Reduced intake of the B vitamin niacin may predispose elderly people to develop Alzheimers disease, according to a study presented at the 2002 Gerontological Society of Americas 55th Annual Scientific Meeting.

In the study, the researchers determined food intake by use of a questionnaire in which 815 healthy participants indicated the frequency with which they consumed niacin-rich foods. The researchers then determined how much niacin the subjects, who were at least 65 years old, consumed. The researchers followed up to determine which subjects developed Alzheimers over the next 4 years.

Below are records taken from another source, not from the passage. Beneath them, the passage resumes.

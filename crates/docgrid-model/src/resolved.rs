use std::fmt;

use crate::node::Node;

#[derive(Clone)]
struct PathEntry {
    node: Node,
    /// Index of the child the position points into (or before).
    index: usize,
    /// Absolute position of the start of that child.
    offset: usize,
}

/// A position together with the chain of ancestors around it.
///
/// Depth 0 is the document itself; [`ResolvedPos::depth`] is the innermost
/// node the position sits directly inside.
#[derive(Clone)]
pub struct ResolvedPos {
    pos: usize,
    path: Vec<PathEntry>,
    parent_offset: usize,
}

impl ResolvedPos {
    /// Walk down from `doc` to `pos`. Callers check that `pos` is in range.
    pub(crate) fn resolve_in(doc: &Node, pos: usize) -> Self {
        let mut path = Vec::new();
        let mut start = 0;
        let mut parent_offset = pos;
        let mut node = doc.clone();
        loop {
            let (index, offset) = node.content().find_index(parent_offset);
            let rem = parent_offset - offset;
            path.push(PathEntry {
                node: node.clone(),
                index,
                offset: start + offset,
            });
            if rem == 0 {
                break;
            }
            let Some(child) = node.child(index).cloned() else {
                break;
            };
            if child.is_text() {
                break;
            }
            parent_offset = rem - 1;
            start += offset + 1;
            node = child;
        }
        Self {
            pos,
            path,
            parent_offset,
        }
    }

    pub fn pos(&self) -> usize {
        self.pos
    }

    pub fn depth(&self) -> usize {
        self.path.len() - 1
    }

    /// Offset of the position inside its parent's content.
    pub fn parent_offset(&self) -> usize {
        self.parent_offset
    }

    fn entry(&self, depth: usize) -> &PathEntry {
        &self.path[depth.min(self.depth())]
    }

    /// Ancestor at `depth`; depths past the innermost clamp to the parent.
    pub fn node(&self, depth: usize) -> &Node {
        &self.entry(depth).node
    }

    pub fn parent(&self) -> &Node {
        self.node(self.depth())
    }

    pub fn doc(&self) -> &Node {
        self.node(0)
    }

    pub fn index(&self, depth: usize) -> usize {
        self.entry(depth).index
    }

    /// Index of the child after the position at `depth`.
    pub fn index_after(&self, depth: usize) -> usize {
        let depth = depth.min(self.depth());
        let inside_child = depth < self.depth() || self.text_offset() > 0;
        self.index(depth) + usize::from(inside_child)
    }

    /// Position at the start of the content of the ancestor at `depth`.
    pub fn start(&self, depth: usize) -> usize {
        if depth == 0 {
            0
        } else {
            self.entry(depth - 1).offset + 1
        }
    }

    pub fn end(&self, depth: usize) -> usize {
        self.start(depth) + self.node(depth).content().size()
    }

    /// Position before the ancestor at `depth`. The document has none.
    pub fn before(&self, depth: usize) -> Option<usize> {
        if depth == 0 || depth > self.depth() {
            return None;
        }
        Some(self.entry(depth - 1).offset)
    }

    /// Position after the ancestor at `depth`. The document has none.
    pub fn after(&self, depth: usize) -> Option<usize> {
        self.before(depth)
            .map(|before| before + self.node(depth).node_size())
    }

    /// Distance into a text node when the position falls inside one.
    pub fn text_offset(&self) -> usize {
        self.pos - self.entry(self.depth()).offset
    }

    /// Node directly after the position (the rest of a text node when inside
    /// one).
    pub fn node_after(&self) -> Option<Node> {
        let parent = self.parent();
        let index = self.index(self.depth());
        let child = parent.child(index)?;
        let text_offset = self.text_offset();
        if text_offset > 0 {
            Some(child.cut(text_offset, child.node_size()))
        } else {
            Some(child.clone())
        }
    }

    /// Node directly before the position (the start of a text node when
    /// inside one).
    pub fn node_before(&self) -> Option<Node> {
        let parent = self.parent();
        let index = self.index(self.depth());
        let text_offset = self.text_offset();
        if text_offset > 0 {
            return parent.child(index).map(|child| child.cut(0, text_offset));
        }
        index.checked_sub(1).and_then(|before| parent.child(before)).cloned()
    }

    /// Whether both positions sit directly inside the same node.
    pub fn same_parent(&self, other: &ResolvedPos) -> bool {
        self.depth() == other.depth()
            && self.start(self.depth()) == other.start(other.depth())
            && Node::ptr_eq(self.parent(), other.parent())
    }

    /// Deepest depth at which both positions share an ancestor.
    pub fn shared_depth(&self, pos: usize) -> usize {
        (1..=self.depth())
            .rev()
            .find(|&depth| self.start(depth) <= pos && self.end(depth) >= pos)
            .unwrap_or(0)
    }
}

impl fmt::Debug for ResolvedPos {
    fn fmt(&self, f: &mut fmt::Formatter<'_>) -> fmt::Result {
        let names: Vec<String> = self
            .path
            .iter()
            .skip(1)
            .map(|entry| format!("{}_{}", entry.node.type_name(), entry.index))
            .collect();
        write!(f, "{}:{}", names.join("/"), self.parent_offset)
    }
}
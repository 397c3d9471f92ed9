//! Table queries: locating the enclosing table, mapping it to a grid and
//! pulling cells out of rows, columns or the whole grid.

mod map;
mod select;

pub use map::{Rect, TableMap, TableProblem};
pub use select::{
    empty_selected_cells, is_column_selected, is_row_selected, is_table_selected, select_column,
    select_row, select_table,
};

use docgrid_model::{Node, Selection, TableRole};

use crate::find::{FoundNode, find_parent_node};

/// A cell and the position directly before it.
#[derive(Debug, Clone)]
pub struct CellRef {
    pub pos: usize,
    pub node: Node,
}

/// The table enclosing the selection, if any.
pub fn find_table(selection: &Selection) -> Option<FoundNode> {
    find_parent_node(|node| node.node_type().table_role() == Some(TableRole::Table))(selection)
}

pub fn is_cell_selection(selection: &Selection) -> bool {
    selection.is_cell_selection()
}

/// A located table together with its grid.
pub(crate) struct Grid {
    pub(crate) table: FoundNode,
    pub(crate) map: TableMap,
}

impl Grid {
    pub(crate) fn around(selection: &Selection) -> Option<Self> {
        let table = find_table(selection)?;
        match TableMap::new(&table.node) {
            Ok(map) => Some(Self { table, map }),
            Err(err) => {
                log::debug!("no grid for {}: {err}", table.node.type_name());
                None
            }
        }
    }

    /// Turn grid positions into cell references with document positions.
    pub(crate) fn cells(&self, positions: impl IntoIterator<Item = usize>) -> Vec<CellRef> {
        positions
            .into_iter()
            .filter_map(|relative| {
                let node = self.table.node.node_at(relative)?;
                Some(CellRef {
                    pos: self.table.start + relative,
                    node: node.clone(),
                })
            })
            .collect()
    }

    /// Rectangle spanned by the corner cells of a cell selection in this
    /// table.
    pub(crate) fn selected_rect(&self, selection: &Selection) -> Option<Rect> {
        let Selection::Cell(cells) = selection else {
            return None;
        };
        let anchor = cells.anchor_cell().pos().checked_sub(self.table.start)?;
        let head = cells.head_cell().pos().checked_sub(self.table.start)?;
        self.map.rect_between(anchor, head)
    }
}

fn cells_in(rect: impl Fn(&TableMap) -> Option<Rect>) -> impl Fn(&Selection) -> Option<Vec<CellRef>> {
    move |selection| {
        let grid = Grid::around(selection)?;
        let rect = rect(&grid.map)?;
        Some(grid.cells(grid.map.cells_covering(rect)))
    }
}

/// Cells of column `column` in ascending position order. A cell spanning
/// several rows of the column is listed once.
pub fn get_cells_in_column(column: usize) -> impl Fn(&Selection) -> Option<Vec<CellRef>> {
    cells_in(move |map| map.column_rect(column))
}

/// Cells of row `row` in ascending position order, including cells
/// hanging down into it from rows above.
pub fn get_cells_in_row(row: usize) -> impl Fn(&Selection) -> Option<Vec<CellRef>> {
    cells_in(move |map| map.row_rect(row))
}

/// Every cell of the enclosing table in ascending position order.
pub fn get_cells_in_table(selection: &Selection) -> Option<Vec<CellRef>> {
    cells_in(TableMap::table_rect)(selection)
}

/// Cells inside the rectangle of a cell selection.
pub fn get_selected_cells(selection: &Selection) -> Option<Vec<CellRef>> {
    let grid = Grid::around(selection)?;
    let rect = grid.selected_rect(selection)?;
    let mut positions = grid.map.cells_in_rect(rect);
    positions.sort_unstable();
    Some(grid.cells(positions))
}

/// Grid rectangle covered by the cell at document position `pos`.
pub fn find_cell_rect(selection: &Selection, pos: usize) -> Option<Rect> {
    let grid = Grid::around(selection)?;
    grid.map.find_cell(pos.checked_sub(grid.table.start)?)
}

The findings indicate that people who received the most niacin in their diets were 79% less likely to develop Alzheimer’s than those who consumed the lowest intake of niacin. Half of the subjects who fell into low risk for Alzheimer’s consumed more than 22 mg of niacin daily. Of those subjects who consumed the lowest amount of niacin, half received less than 13 milligrams per day.

Niacin is used to help lower high cholesterol and fat levels in the blood. This may help prevent medical problems caused by cholesterol and fat clogging the blood vessels.

Even a small increase in niacin dosage appeared to offer benefits. The subjects who consumed the second-lowest amount of niacin were 70% less likely to develop Alzheimers during the study than those who consumed the least.

A severe deficiency of niacin, or vitamin B-3, in your diet may lead to cognitive changes, including memory loss, disorientation and confusion. Most Americans get enough niacin from dietary sources to prevent dementia related to a niacin deficiency, according to the Linus Pauling Institute. However, an inadequate intake of niacin may still cause symptoms of cognitive decline, the MayoClinic.com.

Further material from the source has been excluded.